Par un mémoire en défense enregistré le 24 avril 2024, le préfet de la Seine-Saint-Denis conclut au rejet de la requête et à ce que la somme de 3 000 euros soit mise à la charge de la société DELVAG Versicherungs AG au titre de l’article L. 761-1 du code de justice administrat
ive.
Il fait valoir que les conditions d’engagement de la responsabilité de l’Etat sur le fondement des dispositions de l’article L. 211-10 du code de la sécurité intérieure ne sont pas réunies.
Par ordonnance du 25 avril 2025, la clôture d’instruction a été fixée au 15 mai 2025.
Vu les autres pièces du dossier.
Vu :
- le code de la sécurité intérieure ;
- le code de justice administrative.
Les parties ont été régulièrement averties du jour de l’audience.
Ont été entendus au cours de l’audience publique :
- le rapport de M. Löns,
- les conclusions de Mme Tahiri, rapporteure publique,
- et les observations de Me Poitout, représentant la société DELVAG Versicherungs AG.
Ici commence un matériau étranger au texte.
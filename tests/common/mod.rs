//! Shared utilities for integration testing.

use std::path::Path;
use std::sync::atomic::{AtomicUsize, Ordering};
use std::sync::Arc;

use axum::{
    body::Bytes,
    http::{HeaderMap, Method, StatusCode, Uri},
    routing::get,
    Json, Router,
};
use serde_json::{json, Value};

use event_bridge::{EndpointAllocator, EndpointId, RestartPolicy, ServerHandle};

/// An application that reflects every request back as JSON.
///
/// `/teapot` answers 418 with a plain-text body.
pub fn echo_app() -> Router {
    Router::new()
        .route("/teapot", get(teapot).post(teapot))
        .fallback(echo)
}

async fn teapot() -> (StatusCode, &'static str) {
    (StatusCode::IM_A_TEAPOT, "short and stout")
}

async fn echo(method: Method, uri: Uri, headers: HeaderMap, body: Bytes) -> Json<Value> {
    let header = |name: &str| headers.get(name).and_then(|v| v.to_str().ok()).map(str::to_owned);
    let body = serde_json::from_slice::<Value>(&body)
        .unwrap_or_else(|_| Value::String(String::from_utf8_lossy(&body).into_owned()));

    Json(json!({
        "method": method.as_str(),
        "path": uri.path(),
        "eventSource": header("x-event-source"),
        "contentType": header("content-type"),
        "contentLength": header("content-length"),
        "requestId": header("x-request-id"),
        "body": body,
    }))
}

/// A handle whose sockets live in `dir`.
pub fn server_in(dir: &Path) -> Arc<ServerHandle> {
    Arc::new(ServerHandle::new(
        echo_app(),
        EndpointAllocator::new(dir, "server", 13),
        RestartPolicy::default(),
    ))
}

/// A handle whose first bind targets an endpoint already held by another
/// listener. The squatter must be kept alive for the conflict to happen.
#[allow(dead_code)]
pub fn server_with_squatter(
    dir: &Path,
    policy: RestartPolicy,
) -> (Arc<ServerHandle>, EndpointId, std::os::unix::net::UnixListener) {
    let allocator = EndpointAllocator::new(dir, "server", 13);
    let taken = EndpointId::from("taken");
    let squatter = std::os::unix::net::UnixListener::bind(allocator.socket_path(&taken)).unwrap();

    let server = ServerHandle::with_endpoint(echo_app(), allocator, policy, taken.clone());
    (Arc::new(server), taken, squatter)
}

/// Counts how often a mapper ran.
#[allow(dead_code)]
#[derive(Clone, Default)]
pub struct CallCounter(Arc<AtomicUsize>);

#[allow(dead_code)]
impl CallCounter {
    pub fn hit(&self) {
        self.0.fetch_add(1, Ordering::SeqCst);
    }

    pub fn count(&self) -> usize {
        self.0.load(Ordering::SeqCst)
    }
}
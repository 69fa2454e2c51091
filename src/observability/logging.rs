//! Structured logging.
//!
//! Logs go to stderr; stdout belongs to the host's invocation output.
//! `RUST_LOG` takes precedence over the configured level so a single
//! invocation can be debugged without touching the config file.

use tracing_subscriber::{layer::SubscriberExt, util::SubscriberInitExt, EnvFilter};

use crate::config::{LogFormat, ObservabilityConfig};

/// Build the filter: `RUST_LOG` if set, else `event_bridge=<level>`.
pub fn env_filter(config: &ObservabilityConfig) -> EnvFilter {
    EnvFilter::try_from_default_env().unwrap_or_else(|_| {
        format!("event_bridge={},tower_http=info", config.log_level.to_ascii_lowercase()).into()
    })
}

/// Install the global subscriber. Returns an error if one is already set.
pub fn init(config: &ObservabilityConfig) -> Result<(), tracing_subscriber::util::TryInitError> {
    let registry = tracing_subscriber::registry().with(env_filter(config));

    match config.log_format {
        LogFormat::Json => registry
            .with(
                tracing_subscriber::fmt::layer()
                    .json()
                    .with_current_span(true)
                    .with_writer(std::io::stderr),
            )
            .try_init(),
        LogFormat::Pretty => registry
            .with(tracing_subscriber::fmt::layer().with_writer(std::io::stderr))
            .try_init(),
    }
}
//! Configuration validation.
//!
//! Serde handles syntax; this module checks value ranges and cross-field
//! constraints. All problems are reported, not just the first.

use std::net::SocketAddr;

use axum::http::HeaderValue;

use crate::config::schema::BridgeConfig;

/// Longest path a Unix socket address can hold (`sun_path` minus the NUL).
pub const MAX_SOCKET_PATH_LEN: usize = 107;

const LOG_LEVELS: &[&str] = &["trace", "debug", "info", "warn", "error"];

/// A single semantic problem in the configuration.
#[derive(Debug, Clone, PartialEq, Eq, thiserror::Error)]
pub enum ValidationError {
    #[error("transport.socket_dir must be absolute, got {0}")]
    RelativeSocketDir(String),

    #[error("transport.socket_prefix must be non-empty and must not contain '/'")]
    InvalidSocketPrefix,

    #[error("transport.suffix_len must be between 6 and 32, got {0}")]
    SuffixLength(usize),

    #[error("socket path would be {0} bytes, limit is {max}", max = MAX_SOCKET_PATH_LEN)]
    SocketPathTooLong(usize),

    #[error("restart.max_bind_attempts must be at least 1")]
    NoBindAttempts,

    #[error("request.default_path must not be empty")]
    EmptyDefaultPath,

    #[error("request.default_event_source is not a valid header value")]
    InvalidEventSource,

    #[error("observability.log_level must be one of {levels:?}, got {0}", levels = LOG_LEVELS)]
    LogLevel(String),

    #[error("observability.metrics_address is not a socket address: {0}")]
    MetricsAddress(String),
}

/// Validate a parsed configuration.
pub fn validate_config(config: &BridgeConfig) -> Result<(), Vec<ValidationError>> {
    let mut errors = Vec::new();
    let transport = &config.transport;

    if !transport.socket_dir.is_absolute() {
        errors.push(ValidationError::RelativeSocketDir(
            transport.socket_dir.display().to_string(),
        ));
    }
    if transport.socket_prefix.is_empty() || transport.socket_prefix.contains('/') {
        errors.push(ValidationError::InvalidSocketPrefix);
    }
    if !(6..=32).contains(&transport.suffix_len) {
        errors.push(ValidationError::SuffixLength(transport.suffix_len));
    }

    // "<dir>/<prefix>-<suffix>.sock"
    let path_len = transport.socket_dir.as_os_str().len()
        + 1
        + transport.socket_prefix.len()
        + 1
        + transport.suffix_len
        + ".sock".len();
    if path_len > MAX_SOCKET_PATH_LEN {
        errors.push(ValidationError::SocketPathTooLong(path_len));
    }

    if config.restart.max_bind_attempts == 0 {
        errors.push(ValidationError::NoBindAttempts);
    }

    if config.request.default_path.is_empty() {
        errors.push(ValidationError::EmptyDefaultPath);
    }
    if HeaderValue::from_str(&config.request.default_event_source).is_err() {
        errors.push(ValidationError::InvalidEventSource);
    }

    let level = config.observability.log_level.to_ascii_lowercase();
    if !LOG_LEVELS.contains(&level.as_str()) {
        errors.push(ValidationError::LogLevel(config.observability.log_level.clone()));
    }
    if config.observability.metrics_address.parse::<SocketAddr>().is_err() {
        errors.push(ValidationError::MetricsAddress(
            config.observability.metrics_address.clone(),
        ));
    }

    if errors.is_empty() {
        Ok(())
    } else {
        Err(errors)
    }
}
Le préfet de la Seine-Saint-Denis n’était pas présent ni représenté.
Considérant ce qui suit :
Les locaux, sis 34 avenue Jean Jaurès à Pantin (93500), de la société l’Epée d’or ont fait l’objet d’actes de dégradations accompagnés de vols, dans la nuit du 29 au 30 juin 2023. Par un courrier du 18 décembre 2024, la société DELVAG Versicherungs AG, assureur de la société l’Epée d’or, agissant notamment en qualité de subrogée dans les droits de son assurée, a demandé au préfet de la Seine-Saint-Denis le versement de la somme de 265 325 euros, assortie des intérêts au taux légal et de la capitalisation à compter du 19 septembre 2023, correspondant à l’indemnité versée à son assurée. Par un courrier du 7 janvier 2025, le préfet de la Seine-Saint-Denis a accusé réception de cette demande. Une décision implicite de rejet est née du silence gardé par le préfet pendant deux mois sur la demande de la société DELVAG Versicherungs AG. Par la présente requête, cette société demande l’annulation de la décision rejetant sa demande indemnitaire et la condamnation de l’État à lui verser les sommes de 265 325 euros au titre de l’indemnisation du préjudice et de 32 176 euros au titre des intérêts et de la capitalisation.
La décision implicite rejetant la demande indemnitaire de la requérante a eu pour seul effet de lier le contentieux à l’égard de l’objet de la demande de cette dernière, qui, en formulant les conclusions susmentionnées, a donné à l’ensemble de sa requête le caractère d’un recours de plein contentieux. Au regard de l’objet d’une telle demande, qui conduit le juge à se prononcer sur le droit de l’intéressée à percevoir la somme qu’elle réclame, les vices propres dont serait, le cas échéant, entachée la décision qui a lié le contentieux sont sans incidence sur la solution du litige. Par suite, les conclusions tendant à l’annulation de cette décision ne peuvent qu’être rejetées.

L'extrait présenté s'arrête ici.